Commune in Corsica, France

Cristinacce is a commune in the Corse-du-Sud department of France on the island of Corsica.

==Geography==
The village of Cristinacce is constructed on a rocky knoll at an altitude of 830m at the foot of the Col de Sevi (1100m), 70 km north of Ajaccio and 35 km from Sagone. It is dominated to the north by the Capu di Melo (1562m) and to the east by the range of Tritore, culminating at more than 2000m. The village numbers about 50 dwellings, the majority of which are only occupied during the summer.

The village is surrounded by chestnut trees that along with the pigs, cattle and gardens have supported the essential economy of the region up to the present day. Tourism, pork butchery, sale of honey, preserves and chestnut flour are the main activities of the region which has benefitted from its inheritance and tourism.

The water wells of the village are very pure and numerous. One of these feeds the public fountain and is reputed to possess thermal values similar to Volvo water.
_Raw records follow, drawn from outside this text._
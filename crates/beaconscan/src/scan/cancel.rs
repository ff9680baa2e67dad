use std::sync::atomic::{AtomicBool, Ordering};
use std::sync::Arc;

/// Cooperative stop request shared between the scan loop and its owner
///
/// The loop consults it each time a receive call returns, so a request
/// takes effect after at most one blocked read.
#[derive(Debug, Clone, Default)]
pub struct CancelToken {
    flag: Arc<AtomicBool>,
}

impl CancelToken {
    pub fn new() -> Self {
        Self::default()
    }

    pub fn cancel(&self) {
        self.flag.store(true, Ordering::SeqCst);
    }

    pub fn is_cancelled(&self) -> bool {
        self.flag.load(Ordering::SeqCst)
    }
}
Many random walks from half to five days can be made around Cristinacce by a couple or a family.

Many artists have lived and still live in the village. The paintings of one of them, Francoise Leca-Parodi are periodically exhibited in the town hall of Cristinacce.

==History==
By popular tradition, handed down from fathers to sons, it is said that Cristinacce was created in the Middle Ages by the three Versini brothers, shepherds from Niolo. They finally quarrelled and two of them killed the third one. The latter had many descendants and consequently, the majority of the inhabitants of Cristinacce are Versinis or their descendants (since 1830, 19 mayors of the village out of 20 were Versinis.

Up to the 15th century, the “Cristinacces” were composed of seven hamlets, burnt down by the Genoese in 1460 as a reprisal for a revolt instigated by Giovani Paolo da Leca, a minor local lord. The village was probably rebuilt about 1480 on the same site, as seems to be indicated by a document of 1485 on the reorganisation of the region after several years of troubles.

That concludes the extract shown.